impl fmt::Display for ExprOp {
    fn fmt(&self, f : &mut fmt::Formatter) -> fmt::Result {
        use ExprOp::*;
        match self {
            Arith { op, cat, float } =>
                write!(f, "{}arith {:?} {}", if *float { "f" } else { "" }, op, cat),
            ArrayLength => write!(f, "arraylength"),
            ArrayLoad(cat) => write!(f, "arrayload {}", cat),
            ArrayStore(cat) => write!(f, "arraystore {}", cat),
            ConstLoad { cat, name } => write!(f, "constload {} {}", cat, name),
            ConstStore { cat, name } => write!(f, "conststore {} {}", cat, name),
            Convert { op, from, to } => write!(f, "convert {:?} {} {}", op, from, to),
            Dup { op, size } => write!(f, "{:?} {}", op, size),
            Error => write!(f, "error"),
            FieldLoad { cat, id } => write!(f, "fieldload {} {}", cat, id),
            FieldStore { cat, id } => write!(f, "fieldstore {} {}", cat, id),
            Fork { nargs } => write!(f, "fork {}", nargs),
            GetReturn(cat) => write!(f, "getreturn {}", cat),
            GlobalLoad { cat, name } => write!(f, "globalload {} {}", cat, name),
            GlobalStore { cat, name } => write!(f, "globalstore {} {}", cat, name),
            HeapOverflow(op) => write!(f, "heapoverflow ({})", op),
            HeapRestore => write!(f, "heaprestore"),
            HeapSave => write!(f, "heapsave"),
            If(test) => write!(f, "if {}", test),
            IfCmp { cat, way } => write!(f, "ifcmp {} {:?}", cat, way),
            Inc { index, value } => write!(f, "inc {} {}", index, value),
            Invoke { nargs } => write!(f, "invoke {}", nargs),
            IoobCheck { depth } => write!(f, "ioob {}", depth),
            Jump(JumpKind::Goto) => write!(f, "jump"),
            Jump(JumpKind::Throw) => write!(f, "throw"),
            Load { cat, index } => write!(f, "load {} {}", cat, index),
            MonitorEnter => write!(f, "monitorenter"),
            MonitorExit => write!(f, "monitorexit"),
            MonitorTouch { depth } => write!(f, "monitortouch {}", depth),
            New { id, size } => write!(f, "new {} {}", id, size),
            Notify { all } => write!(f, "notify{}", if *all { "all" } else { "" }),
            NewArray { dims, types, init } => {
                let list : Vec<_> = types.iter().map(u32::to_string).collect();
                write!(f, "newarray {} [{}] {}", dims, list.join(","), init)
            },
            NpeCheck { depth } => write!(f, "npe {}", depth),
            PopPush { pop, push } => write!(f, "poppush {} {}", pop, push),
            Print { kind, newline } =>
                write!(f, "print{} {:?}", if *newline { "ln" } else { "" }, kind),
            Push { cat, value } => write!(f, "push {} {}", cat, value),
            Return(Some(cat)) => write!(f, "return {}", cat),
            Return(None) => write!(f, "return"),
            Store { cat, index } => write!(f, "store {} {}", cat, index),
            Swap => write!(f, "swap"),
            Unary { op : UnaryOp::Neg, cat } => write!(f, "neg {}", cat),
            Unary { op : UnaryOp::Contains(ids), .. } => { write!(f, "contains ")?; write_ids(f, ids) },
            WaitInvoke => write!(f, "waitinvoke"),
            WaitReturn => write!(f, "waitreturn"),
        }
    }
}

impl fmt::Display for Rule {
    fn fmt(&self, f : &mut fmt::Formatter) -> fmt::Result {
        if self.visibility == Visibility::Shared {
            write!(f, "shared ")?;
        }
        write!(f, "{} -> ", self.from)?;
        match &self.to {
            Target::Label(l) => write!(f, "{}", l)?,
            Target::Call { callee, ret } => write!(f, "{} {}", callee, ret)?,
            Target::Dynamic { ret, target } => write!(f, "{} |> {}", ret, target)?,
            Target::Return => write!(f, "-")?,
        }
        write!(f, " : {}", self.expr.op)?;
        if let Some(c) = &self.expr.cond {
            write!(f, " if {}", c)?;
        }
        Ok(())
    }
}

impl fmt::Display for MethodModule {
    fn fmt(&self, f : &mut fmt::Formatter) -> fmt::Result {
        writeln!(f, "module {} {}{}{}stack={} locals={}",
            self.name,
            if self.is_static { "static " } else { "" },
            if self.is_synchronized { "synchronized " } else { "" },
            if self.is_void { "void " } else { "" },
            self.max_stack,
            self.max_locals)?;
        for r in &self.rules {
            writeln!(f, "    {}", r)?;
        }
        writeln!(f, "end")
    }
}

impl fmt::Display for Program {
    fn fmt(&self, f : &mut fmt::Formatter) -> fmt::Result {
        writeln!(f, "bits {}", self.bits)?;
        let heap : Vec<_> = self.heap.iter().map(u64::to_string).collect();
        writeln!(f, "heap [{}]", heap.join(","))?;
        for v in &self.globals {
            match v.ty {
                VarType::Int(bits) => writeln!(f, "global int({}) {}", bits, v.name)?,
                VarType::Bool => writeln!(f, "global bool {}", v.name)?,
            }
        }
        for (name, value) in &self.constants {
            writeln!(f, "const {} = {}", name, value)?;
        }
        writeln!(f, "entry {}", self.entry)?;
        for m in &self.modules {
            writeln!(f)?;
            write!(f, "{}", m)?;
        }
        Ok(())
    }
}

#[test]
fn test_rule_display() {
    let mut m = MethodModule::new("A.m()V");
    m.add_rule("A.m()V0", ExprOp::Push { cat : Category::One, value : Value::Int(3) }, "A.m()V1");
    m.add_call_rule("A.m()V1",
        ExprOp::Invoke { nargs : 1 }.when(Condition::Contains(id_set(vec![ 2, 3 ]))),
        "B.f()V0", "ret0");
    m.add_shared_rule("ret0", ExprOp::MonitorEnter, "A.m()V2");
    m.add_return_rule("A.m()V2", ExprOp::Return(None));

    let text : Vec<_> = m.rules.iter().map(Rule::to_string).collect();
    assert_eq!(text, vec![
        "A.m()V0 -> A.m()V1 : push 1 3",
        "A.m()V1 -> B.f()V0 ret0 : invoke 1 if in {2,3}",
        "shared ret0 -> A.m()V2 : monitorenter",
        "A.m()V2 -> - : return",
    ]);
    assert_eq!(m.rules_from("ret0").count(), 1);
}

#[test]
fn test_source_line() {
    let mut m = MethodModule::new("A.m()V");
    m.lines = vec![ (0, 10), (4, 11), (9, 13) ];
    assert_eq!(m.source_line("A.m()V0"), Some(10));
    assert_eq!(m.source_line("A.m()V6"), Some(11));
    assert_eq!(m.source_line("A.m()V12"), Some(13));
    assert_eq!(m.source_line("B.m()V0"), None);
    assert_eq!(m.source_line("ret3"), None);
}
══════════
WHAT YOU WILL DO
For the string "VarType", go line by line through the material and copy every line that has it.

ANSWER AREA
                VarType::Int(bits) => writeln!(f, "global int({}) {}", bits, v.name)?,
                VarType::Bool => writeln!(f, "global bool {}", v.name)?,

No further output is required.